Re: BHYVE SNAPSHOT image format proposal

From: Tomek CEDRO <tomek_at_cedro.info>
Date: Tue, 23 May 2023 18:58:27 UTC
On Tue, May 23, 2023 at 6:06 PM Vitaliy Gusev wrote:
> Hi,
> Here is a proposal for bhyve snapshot/checkpoint image format improvements.
> It implies moving snapshot code to nvlist engine.

Hey there Vitaliy :-) bhyve getting more and more traction, I am new
user of bhyve and no expert, but new and missing features are welcome
I guess.. there was a discussion on the mailing lists recently on
better snapshots mechanism :-)


> Current snapshot implementation has disadvantages:
> 3 files per snapshot: .meta, .kern, vram

No problem, unless new single file will be protected against
corruption (filesystem, transfer, application crash) and possible to
be easily and cheaply modified in place?

> Binary Stream format of data.

This is small and fast? Will new format too?

> Adding  optional variable - breaks resume
> Removing variable - breaks resume
> Changing saved order of variables - breaks resume

Obviously need improvement :-)

> Hard to get information about what is saved and decode.
> Hard to debug if somethings goes wrong

Additional tools missing? Will new format allow text editor interaction?

> No versions. If change code, resume of an old images can be
> passed, but with UB.

Is new format future proof and provides backward compatibility?


> New nvlist implementation should solve all things above. The first step -
> improve snapshot/checkpoint saving format. It eliminates three files usage
> per a snapshot.
>
> 1. BHYVE SNAPSHOT image format:
>
> +———————————————————————————————————————+
> |      HEADER PHYS - 4096 BYTES         |
> +———————————————————————————————————————+
> |                                       |
> |                DATA                   |
> |                                       |
> +———————————————————————————————————————+
> (..)
>     Predefined sections:  “config”, “devices”, “kernel”, “memory”.
> 4. EXAMPLE:
>  IDENT STRING:
>        "BHYVE CHECKPOINT IMAGE VERSION 1"
>  NVLIST HEADER:
>   [config]
>         config.offset = 0x1000 (4096)
>         config.size = 0x1f6 (502)
>         config.type = "text"
>   [kernel]
>         kernel.offset = 0x11f6 (4598)
>         kernel.size = 0x19a7 (6567)
>         kernel.type = “nvlist"
> (..)

So this will be new text config based format with variable = value and sections?

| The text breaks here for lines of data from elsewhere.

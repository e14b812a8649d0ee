//! Change subscriptions through filters and wait_for_updates_ex

use std::sync::Arc;
use std::time::Duration;
use vsim_collector::{
    CollectorConfig, ObjectSpec, PropertyCollector, PropertyFilterSpec, PropertySpec,
    SelectionSpec, TraversalSpec, UpdateKind, UpdateSet, WaitOptions, INITIAL_VERSION,
};
use vsim_inventory::{power_on_vm, Model, ModelConfig, VirtualMachine};
use vsim_registry::{Context, Registry};
use vsim_tasks::{TaskConfig, TaskManager};
use vsim_types::{ChangeOp, Fault, ObjectRef, PropertyChange, Value};

struct Fixture {
    registry: Arc<Registry>,
    pc: PropertyCollector,
    model: Model,
}

fn setup(folders: usize, vms_per_folder: usize) -> Fixture {
    let registry = Arc::new(Registry::new());
    let model = Model::build(
        &registry,
        &ModelConfig {
            folders,
            vms_per_folder,
            powered_on: false,
        },
    )
    .unwrap();
    let pc = PropertyCollector::new(registry.clone(), CollectorConfig::default());
    Fixture {
        registry,
        pc,
        model,
    }
}

fn vms_under(root: &ObjectRef, paths: &[&str]) -> PropertyFilterSpec {
    let folders = TraversalSpec::new("folderTraversal", "Folder", "childEntity")
        .select(SelectionSpec::named("folderTraversal"));
    let mut prop = PropertySpec::new("VirtualMachine");
    for path in paths {
        prop = prop.path(*path);
    }
    PropertyFilterSpec::new()
        .prop(prop)
        .object(ObjectSpec::new(root.clone()).skip(true).select(folders))
}

fn watch(obj: &ObjectRef, kind: &str, paths: &[&str]) -> PropertyFilterSpec {
    let mut prop = PropertySpec::new(kind);
    for path in paths {
        prop = prop.path(*path);
    }
    PropertyFilterSpec::new()
        .prop(prop)
        .object(ObjectSpec::new(obj.clone()))
}
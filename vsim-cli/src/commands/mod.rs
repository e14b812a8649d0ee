//! CLI command implementations.

pub mod inventory;
pub mod show_config;
pub mod watch;

pub use inventory::show_inventory;
pub use show_config::show_config;
pub use watch::watch_updates;

use crate::config::SimConfig;
use anyhow::Result;
use std::sync::Arc;
use vsim_collector::{
    ObjectSpec, PropertyCollector, PropertyFilterSpec, PropertySpec, SelectionSpec, TraversalSpec,
};
use vsim_inventory::Model;
use vsim_registry::Registry;
use vsim_tasks::TaskManager;
use vsim_types::{ObjectRef, Value};

/// The engines wired together over one populated registry
pub struct Simulator {
    pub tasks: TaskManager,
    pub collector: PropertyCollector,
    pub model: Model,
}

impl Simulator {
    pub fn start(config: &SimConfig) -> Result<Self> {
        let registry = Arc::new(Registry::new());
        let model = Model::build(&registry, &config.model)?;
        let tasks = TaskManager::new(registry.clone(), config.tasks.clone());
        let collector = PropertyCollector::new(registry.clone(), config.collector.clone());
        Ok(Self {
            tasks,
            collector,
            model,
        })
    }
}

/// Every entity below `root`, following folder children
pub fn inventory_spec(root: &ObjectRef, props: Vec<PropertySpec>) -> PropertyFilterSpec {
    let folders = TraversalSpec::new("folderTraversal", "Folder", "childEntity")
        .select(SelectionSpec::named("folderTraversal"));
    props.into_iter().fold(
        PropertyFilterSpec::new().object(ObjectSpec::new(root.clone()).skip(true).select(folders)),
        PropertyFilterSpec::prop,
    )
}

/// Short human-readable rendering of a property value
pub fn render(val: &Value) -> String {
    match val {
        Value::Bool(b) => b.to_string(),
        Value::Int(i) => i.to_string(),
        Value::Long(l) => l.to_string(),
        Value::Double(d) => d.to_string(),
        Value::String(s) => s.clone(),
        Value::DateTime(t) => t.to_rfc3339(),
        Value::Ref(r) => r.value.clone(),
        Value::Array(a) => {
            let items: Vec<String> = a.items.iter().map(render).collect();
            format!("[{}]", items.join(", "))
        }
        Value::Object(o) => {
            let fields: Vec<String> = o
                .fields()
                .filter_map(|(name, val)| val.map(|v| format!("{}: {}", name, render(v))))
                .collect();
            format!("{{{}}}", fields.join(", "))
        }
        Value::Fault(f) => f.localized_message.clone(),
    }
}
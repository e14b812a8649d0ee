//! Task engine tuning

use serde::{Deserialize, Serialize};
use std::collections::HashMap;
use std::time::Duration;

/// Task engine configuration, injected at construction.
///
/// `lock_handoff` controls what happens to the target entity's lock between
/// `Task::run` and the start of the work body:
///
/// - `true` (default): the lock is taken under the caller's context before
///   the worker is launched and released only after the body returns. The
///   entity is frozen from the caller's point of view, at the cost of
///   blocking readers (including property collector queries) for the whole
///   delay window.
/// - `false`: the worker takes the lock under its own context once its
///   delay has elapsed. Readers stay unblocked during the delay.
#[derive(Debug, Clone, PartialEq, Serialize, Deserialize)]
pub struct TaskConfig {
    #[serde(default = "default_lock_handoff")]
    pub lock_handoff: bool,

    /// Delay applied to every task before its body runs
    #[serde(default)]
    pub delay_ms: u64,

    /// Per-task delay overrides, keyed by task name (e.g. `PowerOnVM_Task`)
    #[serde(default)]
    pub method_delay: HashMap<String, u64>,

    /// Coefficient of variation applied to delays (0 disables jitter)
    #[serde(default)]
    pub delay_jitter: f64,

    /// How many task references the manager remembers as recent
    #[serde(default = "default_recent_limit")]
    pub recent_limit: usize,
}

fn default_lock_handoff() -> bool {
    true
}

fn default_recent_limit() -> usize {
    50
}

impl Default for TaskConfig {
    fn default() -> Self {
        Self {
            lock_handoff: default_lock_handoff(),
            delay_ms: 0,
            method_delay: HashMap::new(),
            delay_jitter: 0.0,
            recent_limit: default_recent_limit(),
        }
    }
}

impl TaskConfig {
    /// Delay to apply before running the task called `name`
    pub fn delay_for(&self, name: &str) -> Duration {
        let base = self
            .method_delay
            .get(name)
            .copied()
            .unwrap_or(self.delay_ms) as f64;

        if base <= 0.0 {
            return Duration::ZERO;
        }

        let jittered = if self.delay_jitter > 0.0 {
            base + standard_normal() * self.delay_jitter * base
        } else {
            base
        };

        Duration::from_millis(jittered.max(0.0).round() as u64)
    }
}

/// Box-Muller sample from N(0, 1)
fn standard_normal() -> f64 {
    let u1 = fastrand::f64().max(f64::MIN_POSITIVE);
    let u2 = fastrand::f64();
    (-2.0 * u1.ln()).sqrt() * (2.0 * std::f64::consts::PI * u2).cos()
}
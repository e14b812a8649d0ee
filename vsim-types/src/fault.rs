//! Fault taxonomy shared by every engine

use crate::reference::ObjectRef;
use serde::{Deserialize, Serialize};
use thiserror::Error;

/// A method fault.
///
/// Faults are ordinary values: they are returned from engine calls, stored
/// in task results and reported per-property in retrieval results.
#[derive(Debug, Clone, PartialEq, Error, Serialize, Deserialize)]
#[serde(tag = "fault", rename_all = "camelCase")]
pub enum Fault {
    /// A filter, token, collector or task is unknown
    #[error("{what} not found")]
    NotFound { what: String },

    /// Malformed request argument
    #[error("invalid argument: {property}")]
    InvalidArgument { property: String },

    /// Unknown or malformed property path
    #[error("invalid property: {name}")]
    InvalidProperty { name: String },

    /// The object vanished or was never fully created
    #[error("the object {obj} has already been deleted or has not been completely created")]
    ManagedObjectNotFound { obj: ObjectRef },

    /// The request was explicitly canceled
    #[error("the request was canceled")]
    RequestCanceled,

    /// The operation is not allowed in the object's current state
    #[error("the operation is not allowed in the current state")]
    InvalidState,

    /// A fixed reference is already registered
    #[error("{name} already exists")]
    AlreadyExists { name: String },

    /// A caller-set wait deadline passed
    #[error("wait deadline exceeded")]
    DeadlineExceeded,

    /// Unexpected error raised by a collaborator
    #[error("runtime fault: {message}")]
    RuntimeFault { message: String },
}

impl Fault {
    pub fn not_found(what: impl Into<String>) -> Self {
        Fault::NotFound { what: what.into() }
    }

    pub fn invalid_argument(property: impl Into<String>) -> Self {
        Fault::InvalidArgument {
            property: property.into(),
        }
    }

    pub fn invalid_property(name: impl Into<String>) -> Self {
        Fault::InvalidProperty { name: name.into() }
    }

    pub fn runtime(message: impl Into<String>) -> Self {
        Fault::RuntimeFault {
            message: message.into(),
        }
    }

    /// Fault type name as clients know it
    pub fn type_name(&self) -> &'static str {
        match self {
            Fault::NotFound { .. } => "NotFound",
            Fault::InvalidArgument { .. } => "InvalidArgument",
            Fault::InvalidProperty { .. } => "InvalidProperty",
            Fault::ManagedObjectNotFound { .. } => "ManagedObjectNotFound",
            Fault::RequestCanceled => "RequestCanceled",
            Fault::InvalidState => "InvalidState",
            Fault::AlreadyExists { .. } => "AlreadyExists",
            Fault::DeadlineExceeded => "DeadlineExceeded",
            Fault::RuntimeFault { .. } => "RuntimeFault",
        }
    }
}

/// A fault paired with a human readable message
#[derive(Debug, Clone, PartialEq, Serialize, Deserialize)]
pub struct LocalizedFault {
    pub fault: Fault,
    pub localized_message: String,
}

impl LocalizedFault {
    pub fn new(fault: Fault, localized_message: impl Into<String>) -> Self {
        Self {
            fault,
            localized_message: localized_message.into(),
        }
    }
}

impl From<Fault> for LocalizedFault {
    fn from(fault: Fault) -> Self {
        let localized_message = fault.to_string();
        Self {
            fault,
            localized_message,
        }
    }
}

/// Result type using [`Fault`]
pub type Result<T> = std::result::Result<T, Fault>;
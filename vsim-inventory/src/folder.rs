//! Folders: containers of other entities

use std::any::Any;
use vsim_registry::ManagedObject;
use vsim_types::{ChangeOp, DataObject, Fault, ObjectRef, PropertyChange, Result, Value};

/// A container of other entities
#[derive(Debug, Clone, Default)]
pub struct Folder {
    pub name: String,
    pub parent: Option<ObjectRef>,
    pub children: Vec<ObjectRef>,
    /// Kinds this folder may hold
    pub child_type: Vec<String>,
}

impl Folder {
    pub fn new(name: impl Into<String>) -> Self {
        Self {
            name: name.into(),
            child_type: vec![
                "Folder".to_string(),
                "VirtualMachine".to_string(),
            ],
            ..Default::default()
        }
    }
}

impl ManagedObject for Folder {
    fn kind(&self) -> &'static str {
        "Folder"
    }

    fn base_kinds(&self) -> &'static [&'static str] {
        &["ManagedEntity", "ExtensibleManagedObject"]
    }

    fn id_prefix(&self) -> String {
        "group".to_string()
    }

    fn view(&self) -> DataObject {
        DataObject::new("Folder")
            .with("name", self.name.as_str())
            .with_opt("parent", self.parent.clone().map(Value::Ref))
            .with("childEntity", Value::refs(self.children.clone()))
            .with("childType", Value::strings(self.child_type.clone()))
    }

    fn apply_change(&mut self, change: &PropertyChange) -> Result<()> {
        let val = change.val.as_ref();
        match (change.name.as_str(), change.op) {
            ("name", ChangeOp::Assign) => {
                self.name = val
                    .and_then(Value::as_str)
                    .ok_or_else(|| Fault::invalid_argument("name"))?
                    .to_string();
            }
            ("parent", ChangeOp::Assign) => {
                self.parent = val.and_then(Value::as_ref).cloned();
            }
            ("childEntity", ChangeOp::Assign) => {
                self.children = val.map(Value::references).unwrap_or_default();
            }
            ("childEntity", ChangeOp::Add) => {
                for child in val.map(Value::references).unwrap_or_default() {
                    if !self.children.contains(&child) {
                        self.children.push(child);
                    }
                }
            }
            ("childEntity", ChangeOp::Remove | ChangeOp::IndirectRemove) => {
                let gone = val.map(Value::references).unwrap_or_default();
                self.children.retain(|c| !gone.contains(c));
            }
            _ => return Err(Fault::invalid_property(change.name.clone())),
        }
        Ok(())
    }

    fn as_any(&self) -> &dyn Any {
        self
    }

    fn as_any_mut(&mut self) -> &mut dyn Any {
        self
    }
}

#[cfg(test)]
mod tests {
    use super::*;

    #[test]
    fn test_child_entity_add_and_remove() {
        let mut folder = Folder::new("vm");
        let a = ObjectRef::new("VirtualMachine", "vm-1");
        let b = ObjectRef::new("VirtualMachine", "vm-2");

        folder.apply_change(&PropertyChange::add("childEntity", a.clone())).unwrap();
        folder.apply_change(&PropertyChange::add("childEntity", b.clone())).unwrap();
        folder.apply_change(&PropertyChange::add("childEntity", a.clone())).unwrap();
        assert_eq!(folder.children, vec![a.clone(), b.clone()]);

        folder.apply_change(&PropertyChange::remove("childEntity", a)).unwrap();
        assert_eq!(folder.view().get("childEntity"), Some(&Value::refs(vec![b])));
    }

    #[test]
    fn test_unknown_property_is_rejected() {
        let mut folder = Folder::new("vm");
        let err = folder
            .apply_change(&PropertyChange::assign("overallStatus", "green"))
            .unwrap_err();
        assert_eq!(err, Fault::invalid_property("overallStatus"));
    }
}
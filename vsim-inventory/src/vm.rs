//! Virtual machines and their devices

use serde::{Deserialize, Serialize};
use std::any::Any;
use std::fmt;
use std::str::FromStr;
use vsim_registry::ManagedObject;
use vsim_types::{ChangeOp, DataObject, Fault, ObjectRef, PropertyChange, Result, Value};

#[derive(Debug, Clone, Copy, PartialEq, Eq, Hash, Serialize, Deserialize)]
#[serde(rename_all = "camelCase")]
pub enum PowerState {
    PoweredOff,
    PoweredOn,
    Suspended,
}

impl PowerState {
    pub fn as_str(self) -> &'static str {
        match self {
            PowerState::PoweredOff => "poweredOff",
            PowerState::PoweredOn => "poweredOn",
            PowerState::Suspended => "suspended",
        }
    }
}

impl fmt::Display for PowerState {
    fn fmt(&self, f: &mut fmt::Formatter<'_>) -> fmt::Result {
        f.write_str(self.as_str())
    }
}

impl FromStr for PowerState {
    type Err = Fault;

    fn from_str(s: &str) -> Result<Self> {
        match s {
            "poweredOff" => Ok(PowerState::PoweredOff),
            "poweredOn" => Ok(PowerState::PoweredOn),
            "suspended" => Ok(PowerState::Suspended),
            _ => Err(Fault::invalid_argument("powerState")),
        }
    }
}

impl From<PowerState> for Value {
    fn from(state: PowerState) -> Self {
        Value::String(state.as_str().to_string())
    }
}

/// A virtual hardware device, addressed by `key` in property paths such as
/// `config.hardware.device[4000].label`
#[derive(Debug, Clone, PartialEq, Eq)]
pub struct VirtualDevice {
    pub key: i32,
    pub label: String,
}

impl VirtualDevice {
    pub fn new(key: i32, label: impl Into<String>) -> Self {
        Self {
            key,
            label: label.into(),
        }
    }

    fn to_data_object(&self) -> DataObject {
        DataObject::new("VirtualDevice")
            .with("key", self.key)
            .with("label", self.label.as_str())
    }

    fn from_value(val: &Value) -> Option<Self> {
        let object = val.as_object()?;
        let key = object.get("key").and_then(Value::as_i64)?;
        let label = object.get("label").and_then(Value::as_str).unwrap_or_default();
        Some(Self::new(i32::try_from(key).ok()?, label))
    }
}

#[derive(Debug, Clone)]
pub struct VirtualMachine {
    pub name: String,
    pub parent: Option<ObjectRef>,
    pub power_state: PowerState,
    pub num_cpu: i32,
    pub memory_mb: i32,
    pub annotation: String,
    pub devices: Vec<VirtualDevice>,
}

impl VirtualMachine {
    /// A powered-off machine with one disk and one network adapter
    pub fn new(name: impl Into<String>) -> Self {
        Self {
            name: name.into(),
            parent: None,
            power_state: PowerState::PoweredOff,
            num_cpu: 1,
            memory_mb: 32,
            annotation: String::new(),
            devices: vec![
                VirtualDevice::new(2000, "Hard disk 1"),
                VirtualDevice::new(4000, "Network adapter 1"),
            ],
        }
    }
}

fn int_value(change: &PropertyChange) -> Result<i32> {
    change
        .val
        .as_ref()
        .and_then(Value::as_i64)
        .and_then(|n| i32::try_from(n).ok())
        .ok_or_else(|| Fault::invalid_argument(change.name.clone()))
}

impl ManagedObject for VirtualMachine {
    fn kind(&self) -> &'static str {
        "VirtualMachine"
    }

    fn base_kinds(&self) -> &'static [&'static str] {
        &["ManagedEntity", "ExtensibleManagedObject"]
    }

    fn id_prefix(&self) -> String {
        "vm".to_string()
    }

    fn view(&self) -> DataObject {
        let devices = self
            .devices
            .iter()
            .map(|d| Value::Object(d.to_data_object()))
            .collect();
        let hardware = DataObject::new("VirtualHardware")
            .with("numCPU", self.num_cpu)
            .with("memoryMB", self.memory_mb)
            .with("device", Value::array("VirtualDevice", devices));

        DataObject::new("VirtualMachine")
            .with("name", self.name.as_str())
            .with_opt("parent", self.parent.clone().map(Value::Ref))
            .with(
                "runtime",
                DataObject::new("VirtualMachineRuntimeInfo").with("powerState", self.power_state),
            )
            .with(
                "config",
                DataObject::new("VirtualMachineConfigInfo")
                    .with("name", self.name.as_str())
                    .with("annotation", self.annotation.as_str())
                    .with("hardware", hardware),
            )
    }

    fn apply_change(&mut self, change: &PropertyChange) -> Result<()> {
        let val = change.val.as_ref();
        match (change.name.as_str(), change.op) {
            ("name", ChangeOp::Assign) => {
                self.name = val
                    .and_then(Value::as_str)
                    .ok_or_else(|| Fault::invalid_argument("name"))?
                    .to_string();
            }
            ("parent", ChangeOp::Assign) => {
                self.parent = val.and_then(Value::as_ref).cloned();
            }
            ("runtime.powerState", ChangeOp::Assign) => {
                self.power_state = val
                    .and_then(Value::as_str)
                    .ok_or_else(|| Fault::invalid_argument("powerState"))?
                    .parse()?;
            }
            ("config.annotation", ChangeOp::Assign) => {
                self.annotation = val.and_then(Value::as_str).unwrap_or_default().to_string();
            }
            ("config.hardware.numCPU", ChangeOp::Assign) => self.num_cpu = int_value(change)?,
            ("config.hardware.memoryMB", ChangeOp::Assign) => self.memory_mb = int_value(change)?,
            ("config.hardware.device", ChangeOp::Add) => {
                let device = val
                    .and_then(VirtualDevice::from_value)
                    .ok_or_else(|| Fault::invalid_argument("device"))?;
                if self.devices.iter().any(|d| d.key == device.key) {
                    return Err(Fault::AlreadyExists {
                        name: format!("device {}", device.key),
                    });
                }
                self.devices.push(device);
            }
            ("config.hardware.device", ChangeOp::Remove) => {
                let key = val
                    .and_then(|v| v.as_i64().or_else(|| VirtualDevice::from_value(v).map(|d| i64::from(d.key))))
                    .ok_or_else(|| Fault::invalid_argument("device"))?;
                self.devices.retain(|d| i64::from(d.key) != key);
            }
            _ => return Err(Fault::invalid_property(change.name.clone())),
        }
        Ok(())
    }

    fn as_any(&self) -> &dyn Any {
        self
    }

    fn as_any_mut(&mut self) -> &mut dyn Any {
        self
    }
}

How much bigger will be the overal file size increase?

How much longer it will take do decode/encode/process files?

What is the possibility of format change and backward/foward compatibility?

Have you considered efficiency comparison of current format, proposed
format, and maybe using SQLITE or JSON storage/parsers?  For instance
sqlite would be blazingly fast but hard to migrate. json would be most
versatile but more time/memory consuming?

Maybe EFL approach of storing configuration files for limited
resources embedded system storage that use binary storage data but can
be decompressed in chunks that can be replaced in place?
https://www.enlightenment.org/develop/efl/start

Sorry for asking those questions but there may be already good and
verified solutions out there not to reinvent the wheel? :-)

--
CeDeROM, SQ7MHZ, http://www.tomek.cedro.info